Appellant principally relies on the case of Berry v. State, 290 Ark. 223, 718 S.W.2d 447 (1996), for the proposition that the introduction of photographs depicting the victim and his wounds was more unfairly prejudicial than probative. Appellant’s reliance on Berry is misplaced. In Berry, there was clearly more of a “carte blanche acceptance” of graphic and repetitive pictures of the victim and the crime scene. Id. at 227, 718 S.W.2d at 450. This Court observed, in Berry, that the only real issue at trial was whether the defendant had helped plan the crime. We further described the use of photographs, which clearly distinguishes the instant case, as follows:

[T]he probative value of the photographs in this case was limited to the cause and nature of death and would easily have been satisfied by introduction of a reasonable number of photographs depicting the injury to the victim and showing the crime scene.
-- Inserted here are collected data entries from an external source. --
//! Address rendering for display.

use memdir_model::{AddressTables, Member};

const NO_ADDRESS: &str = "ไม่มีข้อมูลที่อยู่";
const BANGKOK: &str = "กรุงเทพมหานคร";

/// Render a member's address as a single display line.
///
/// Bangkok addresses use the แขวง/เขต administrative labels; every
/// other province uses the ต./อ./จ. abbreviations. A member without
/// a structured address falls back to the free-text first line, and a
/// member without any address at all to a fixed placeholder.
pub fn full_address(member: &Member, tables: &dyn AddressTables) -> String {
    let Some(address) = member.address.as_ref() else {
        return NO_ADDRESS.to_string();
    };
    let line1 = address.line1.as_deref().unwrap_or("").trim();

    let Some(value) = address.address_object.as_ref() else {
        return if line1.is_empty() {
            NO_ADDRESS.to_string()
        } else {
            line1.to_string()
        };
    };

    let province = value.province_id.and_then(|id| tables.province_name(id));
    let district = value.district_id.and_then(|id| tables.district_name(id));
    let subdistrict = value
        .subdistrict_id
        .and_then(|id| tables.subdistrict_name(id));

    let (Some(province), Some(district), Some(subdistrict)) = (province, district, subdistrict)
    else {
        return if line1.is_empty() {
            NO_ADDRESS.to_string()
        } else {
            line1.to_string()
        };
    };

    let zip = value.zip_code.as_deref().unwrap_or("");
    let rendered = if province == BANGKOK {
        format!("{line1} แขวง{subdistrict} {district} {province} {zip}")
    } else {
        format!("{line1} ต.{subdistrict} อ.{district} จ.{province} {zip}")
    };
    rendered.trim().to_string()
}

#[cfg(test)]
mod tests {
    use super::{NO_ADDRESS, full_address};
    use memdir_model::{
        AddressTables, AddressValue, District, Member, MemberAddress, Province, Subdistrict,
    };

    struct Tables {
        provinces: Vec<Province>,
        districts: Vec<District>,
        subdistricts: Vec<Subdistrict>,
    }

    impl AddressTables for Tables {
        fn provinces(&self) -> &[Province] {
            &self.provinces
        }
        fn districts(&self) -> &[District] {
            &self.districts
        }
        fn subdistricts(&self) -> &[Subdistrict] {
            &self.subdistricts
        }
    }

    fn tables() -> Tables {
        Tables {
            provinces: vec![
                Province {
                    id: 1,
                    name_th: "กรุงเทพมหานคร".to_string(),
                    name_en: "Bangkok".to_string(),
                },
                Province {
                    id: 3,
                    name_th: "นนทบุรี".to_string(),
                    name_en: "Nonthaburi".to_string(),
                },
            ],
            districts: vec![
                District {
                    id: 1001,
                    name_th: "เขตพระนคร".to_string(),
                    name_en: "Khet Phra Nakhon".to_string(),
                    province_id: 1,
                },
                District {
                    id: 3001,
                    name_th: "เมืองนนทบุรี".to_string(),
                    name_en: "Mueang Nonthaburi".to_string(),
                    province_id: 3,
                },
            ],
            subdistricts: vec![
                Subdistrict {
                    id: 100101,
                    name_th: "พระบรมมหาราชวัง".to_string(),
                    name_en: "Phra Borom Maha Ratchawang".to_string(),
                    district_id: 1001,
                    zip_code: "10200".to_string(),
                },
                Subdistrict {
                    id: 300101,
                    name_th: "สวนใหญ่".to_string(),
                    name_en: "Suan Yai".to_string(),
                    district_id: 3001,
                    zip_code: "11000".to_string(),
                },
            ],
        }
    }

    fn member_with(line1: Option<&str>, value: Option<AddressValue>) -> Member {
        Member {
            address: Some(MemberAddress {
                line1: line1.map(str::to_string),
                address_object: value,
            }),
            ..Member::default()
        }
    }

    #[test]
    fn bangkok_uses_khwaeng_khet_labels() {
        let member = member_with(
            Some("99/1 ถนนพระอาทิตย์"),
            Some(AddressValue {
                province_id: Some(1),
                district_id: Some(1001),
                subdistrict_id: Some(100101),
                zip_code: Some("10200".to_string()),
            }),
        );
        assert_eq!(
            full_address(&member, &tables()),
            "99/1 ถนนพระอาทิตย์ แขวงพระบรมมหาราชวัง เขตพระนคร กรุงเทพมหานคร 10200"
        );
    }

    #[test]
    fn provinces_use_abbreviated_labels() {
        let member = member_with(
            Some("12 หมู่ 4"),
            Some(AddressValue {
                province_id: Some(3),
                district_id: Some(3001),
                subdistrict_id: Some(300101),
                zip_code: Some("11000".to_string()),
            }),
        );
        assert_eq!(
            full_address(&member, &tables()),
            "12 หมู่ 4 ต.สวนใหญ่ อ.เมืองนนทบุรี จ.นนทบุรี 11000"
        );
    }

    #[test]
    fn missing_structured_address_falls_back_to_line1() {
        let member = member_with(Some("99/1"), None);
        assert_eq!(full_address(&member, &tables()), "99/1");
    }

    #[test]
    fn missing_address_renders_placeholder() {
        assert_eq!(full_address(&Member::default(), &tables()), NO_ADDRESS);
        let member = member_with(None, None);
        assert_eq!(full_address(&member, &tables()), NO_ADDRESS);
    }

    #[test]
    fn unresolvable_ids_fall_back_to_line1() {
        let member = member_with(
            Some("99/1"),
            Some(AddressValue {
                province_id: Some(9999),
                district_id: Some(1001),
                subdistrict_id: Some(100101),
                zip_code: None,
            }),
        );
        assert_eq!(full_address(&member, &tables()), "99/1");
    }
}
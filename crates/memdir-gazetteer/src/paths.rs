//! Gazetteer directory path resolution.

use std::path::PathBuf;

/// Environment variable for overriding the gazetteer data directory.
pub const GAZETTEER_ENV_VAR: &str = "MEMDIR_GAZETTEER_DIR";

/// Get the gazetteer root directory.
///
/// Resolution order:
/// 1. `MEMDIR_GAZETTEER_DIR` environment variable
/// 2. `data/gazetteer/` directory relative to workspace root
pub fn gazetteer_root() -> PathBuf {
    if let Ok(root) = std::env::var(GAZETTEER_ENV_VAR) {
        return PathBuf::from(root);
    }
    PathBuf::from(env!("CARGO_MANIFEST_DIR")).join("../../data/gazetteer")
}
Id. at 233, 718 S.W.2d 453.

In the instant case, the trial court exercised its discretion in excluding three of the ten photographs objected to as being cumulative or repetitive. Even if the remaining photos could be characterized as “inflammatory,” they are admissible at the discretion of the trial judge if they tend to shed light on any issue or are useful to enable a witness to better describe the objects portrayed or the jury to better understand the testimony, or to corroborate testimony. Perry v. Smith, 255 Ark. 378, 500 S.W.2d 387 (1973). The testimony at trial revealed that, initially, the police believed (incorrectly, as it turned out) that the bullet that had killed the victim had struck him from front to back. Additionally, the police had taken various statements from the appellant, who had given varying accounts of the shooting and his participation therein. The seven remaining photos depicted what the police initially observed, the steps they took in their investiga*173tion, and what, ultimately, the medical examiner determined had happened.

In short, the photos of the victim’s wounds clearly served to corroborate the testimony of Dr. Erickson and served to explain the course of the police’s investigation. Based upon these accepted purposes for the photographs, the trial court was within its discretion in admitting them. We, therefore, affirm the trial court’s admission of the photographs in question.

II. Testimony Regarding Location of Appellant’s Arrest

The appellant’s next point on appeal is that the trial court abused its discretion in allowing testimony that he was arrested on the night of the shooting at a Newport liquor store with another suspect and in possession of several bottles of wine. The State contends that the testimony was offered, and is properly admissible as such, to demonstrate the appellant’s state of mind, i.e., his motive or intent. The State further points out that, although appellant did object to the testimony in this regard, he failed to request a limiting instruction with regard to the jury’s consideration of this evidence and, as such, the trial court should be affirmed. We agree.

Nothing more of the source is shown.